The platform, developed by scientists from the University of Cambridge in the UK and 3D image analysis software company Loom VR, is enabling researchers to understand underlying biology issues and develop new treatment strategies. VOLUME software is available for academic use.
“Biology happens in 3D, but it is difficult to consciously and comprehensively interact with data on a computer screen in 2D,” said Stephen F., head of research at the University of Cambridge. Lee told the doctor.
Everything clicked in place until we started seeing our data in virtual reality.” Lee and colleagues from Loom VR, University of Leeds, Oxford University, X University of Marseille, Gulbenkian Institute of Science and University College London ”
He received the 2014 Nobel Prize in Chemistry for Ultra-High Resolution Microscopy Che. “High-resolution microscopy based on monomolecular three-dimensional locating microscopy (3D-SMLM) is now well established,” commented the researchers, “resulting in the development of over 36 software packages. Spatial and temporal detection of photosynthesis of fluorophores.
However, while technology has allowed researchers to track molecular processes, the problem is the lack of ways to visualize and analyze data at three levels.
Acum There is clearly a lack of 3D visualization approaches that allow direct and highly accurate exploration of this type of data,” the team continued.

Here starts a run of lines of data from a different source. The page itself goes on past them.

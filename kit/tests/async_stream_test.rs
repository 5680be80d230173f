//! Tests for the streaming pipeline adapters.
//!
//! Covers the tokio channel stages (backpressure, error propagation, channel
//! closure, cancellation) and the runtime-agnostic `Stream` adapters.

#![cfg(feature = "tokio")]

use csvflow::async_stream::tokio_impl::{AssemblerStream, LexerStream, cancel_after};
use csvflow::async_stream::{StreamConfig, StreamError};
use csvflow::{
    AssemblerConfig, CancelToken, Error, Lexer, LexerConfig, Record, RecordAssembler, Token,
};
use std::time::Duration;
use tokio::sync::mpsc;

fn lexer() -> Lexer {
    Lexer::new(LexerConfig::default()).unwrap()
}

fn assembler() -> RecordAssembler {
    RecordAssembler::new(AssemblerConfig::default()).unwrap()
}

#[tokio::test]
async fn full_pipeline_chunks_to_records() {
    let (token_tx, token_rx) = mpsc::channel::<Token>(1024);
    let (record_tx, mut record_rx) = mpsc::channel::<Record>(256);

    let lexer_handle = tokio::spawn(async move {
        let mut stage = LexerStream::new(lexer(), token_tx);
        for chunk in ["name,city\n", "Alice,Lis", "bon\nBob,Porto\n"] {
            stage.feed(chunk).await?;
        }
        stage.finish().await
    });
    let assembler_handle =
        tokio::spawn(AssemblerStream::new(assembler(), record_tx).run(token_rx));

    let mut records = Vec::new();
    while let Some(record) = record_rx.recv().await {
        records.push(record);
    }

    lexer_handle.await.unwrap().unwrap();
    assembler_handle.await.unwrap().unwrap();

    assert_eq!(records.len(), 2);
    assert_eq!(records[0]["name"], "Alice");
    assert_eq!(records[0]["city"], "Lisbon");
    assert_eq!(records[1]["name"], "Bob");
    assert_eq!(records[1]["city"], "Porto");
}

#[tokio::test]
async fn backpressure_with_tiny_queues() {
    let (token_tx, token_rx) = mpsc::channel::<Token>(1);
    let (record_tx, mut record_rx) = mpsc::channel::<Record>(1);
    let config = StreamConfig::small().with_check_interval(1);

    let lexer_handle = tokio::spawn(async move {
        let mut stage = LexerStream::with_config(lexer(), token_tx, config);
        stage.feed("a,b\n").await?;
        for row in 0..100 {
            stage.feed(&format!("{row},{row}\n")).await?;
        }
        stage.finish().await
    });
    let assembler_handle = tokio::spawn(
        AssemblerStream::with_config(assembler(), record_tx, config).run(token_rx),
    );

    let mut count = 0;
    while record_rx.recv().await.is_some() {
        count += 1;
    }

    lexer_handle.await.unwrap().unwrap();
    assembler_handle.await.unwrap().unwrap();
    assert_eq!(count, 100);
}

#[tokio::test]
async fn lexer_errors_convert_the_stage() {
    let (token_tx, mut token_rx) = mpsc::channel::<Token>(16);

    let mut stage = LexerStream::new(lexer(), token_tx);
    stage.feed("a,\"open").await.unwrap();
    let err = stage.finish().await.unwrap_err();

    assert!(matches!(
        err,
        StreamError::Csv(Error::UnterminatedQuote { .. })
    ));
    // Tokens produced before the fault were forwarded; nothing after it.
    let mut forwarded = Vec::new();
    while let Ok(token) = token_rx.try_recv() {
        forwarded.push(token);
    }
    assert_eq!(forwarded.len(), 2);
}

#[tokio::test]
async fn dropped_consumer_surfaces_as_channel_closed() {
    let (token_tx, token_rx) = mpsc::channel::<Token>(16);
    let (record_tx, record_rx) = mpsc::channel::<Record>(16);
    drop(record_rx);

    let assembler_handle =
        tokio::spawn(AssemblerStream::new(assembler(), record_tx).run(token_rx));

    // The only record appears at flush, after every token was delivered, so
    // the lexer stage itself never races the dying assembler.
    let mut stage = LexerStream::new(lexer(), token_tx);
    stage.feed("a\n1").await.unwrap();
    stage.finish().await.unwrap();

    let result = assembler_handle.await.unwrap();
    assert_eq!(result, Err(StreamError::ChannelClosed));
}

#[tokio::test]
async fn cancellation_reason_aborts_the_stage() {
    let cancel = CancelToken::new();
    let (token_tx, _token_rx) = mpsc::channel::<Token>(16);

    let config = LexerConfig::new().with_cancel(cancel.clone());
    let mut stage = LexerStream::new(Lexer::new(config).unwrap(), token_tx);

    stage.feed("a,b\n").await.unwrap();
    cancel.cancel("caller timed out");
    let err = stage.feed("1,2\n").await.unwrap_err();

    assert!(matches!(
        err,
        StreamError::Csv(Error::Cancelled { ref reason }) if reason == "caller timed out"
    ));
}

#[tokio::test]
async fn cancel_after_fires_the_handle() {
    let cancel = CancelToken::new();
    cancel_after(cancel.clone(), Duration::from_millis(5)).await;
    assert!(cancel.is_cancelled());
    assert_eq!(cancel.reason(), Some("deadline elapsed"));
}

#[cfg(feature = "futures")]
mod futures_tests {
    use super::*;
    use csvflow::async_stream::futures_impl::{RecordStream, TokenStream};
    use futures_core::Stream;
    use std::pin::Pin;
    use std::task::{Context, Poll};

    struct Scripted<T> {
        items: Vec<T>,
        index: usize,
    }

    impl<T> Scripted<T> {
        fn new(items: Vec<T>) -> Self {
            Self { items, index: 0 }
        }
    }

    impl<T: Clone + Unpin> Stream for Scripted<T> {
        type Item = T;

        fn poll_next(mut self: Pin<&mut Self>, _cx: &mut Context<'_>) -> Poll<Option<Self::Item>> {
            if self.index < self.items.len() {
                let item = self.items[self.index].clone();
                self.index += 1;
                Poll::Ready(Some(item))
            } else {
                Poll::Ready(None)
            }
        }
    }

    async fn collect_stream<S: Stream + Unpin>(mut stream: S) -> Vec<S::Item> {
        let mut items = Vec::new();
        std::future::poll_fn(|cx| {
            loop {
                match Pin::new(&mut stream).poll_next(cx) {
                    Poll::Ready(Some(item)) => items.push(item),
                    Poll::Ready(None) => return Poll::Ready(()),
                    Poll::Pending => return Poll::Pending,
                }
            }
        })
        .await;
        items
    }

    #[tokio::test]
    async fn token_stream_flushes_after_the_last_chunk() {
        let chunks = Scripted::new(vec!["a,b\n1,".to_string(), "2".to_string()]);
        let tokens = collect_stream(TokenStream::new(chunks, lexer())).await;

        let values: Vec<String> = tokens
            .into_iter()
            .map(|token| token.unwrap().value().to_string())
            .collect();
        assert_eq!(values, ["a", ",", "b", "\n", "1", ",", "2"]);
    }

    #[tokio::test]
    async fn record_stream_over_scripted_tokens() {
        let tokens: Vec<Token> = {
            let mut lexer = lexer();
            lexer
                .finish_with("a,b\n1,2\n3,4")
                .unwrap()
                .map(|token| token.unwrap())
                .collect()
        };
        let records = collect_stream(RecordStream::new(Scripted::new(tokens), assembler())).await;

        let records: Vec<Record> = records.into_iter().map(|record| record.unwrap()).collect();
        assert_eq!(records.len(), 2);
        assert_eq!(records[0]["a"], "1");
        assert_eq!(records[1]["b"], "4");
    }

    #[tokio::test]
    async fn token_stream_is_fused_after_an_error() {
        let chunks = Scripted::new(vec!["a,\"open".to_string()]);
        let results = collect_stream(TokenStream::new(chunks, lexer())).await;

        // Two good tokens, one terminal error, nothing afterwards.
        assert_eq!(results.len(), 3);
        assert!(results[0].is_ok());
        assert!(results[1].is_ok());
        assert!(matches!(
            results[2],
            Err(StreamError::Csv(Error::UnterminatedQuote { .. }))
        ));
    }
}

The Bloom project began when Lee and his team met with the Loom VR founders at an event at the Science Museum in London. While Lee’s group specialized in ultra-high-resolution microscopy, Loom’s team specialized in spatial computing and data analysis.
Combining this experience, the researchers developed volume as a powerful new tool for exploring complex datasets in virtual reality. They describe the platform as “an immersive virtual reality (VR) rendering software package designed to render large 3D-SMLM datasets.”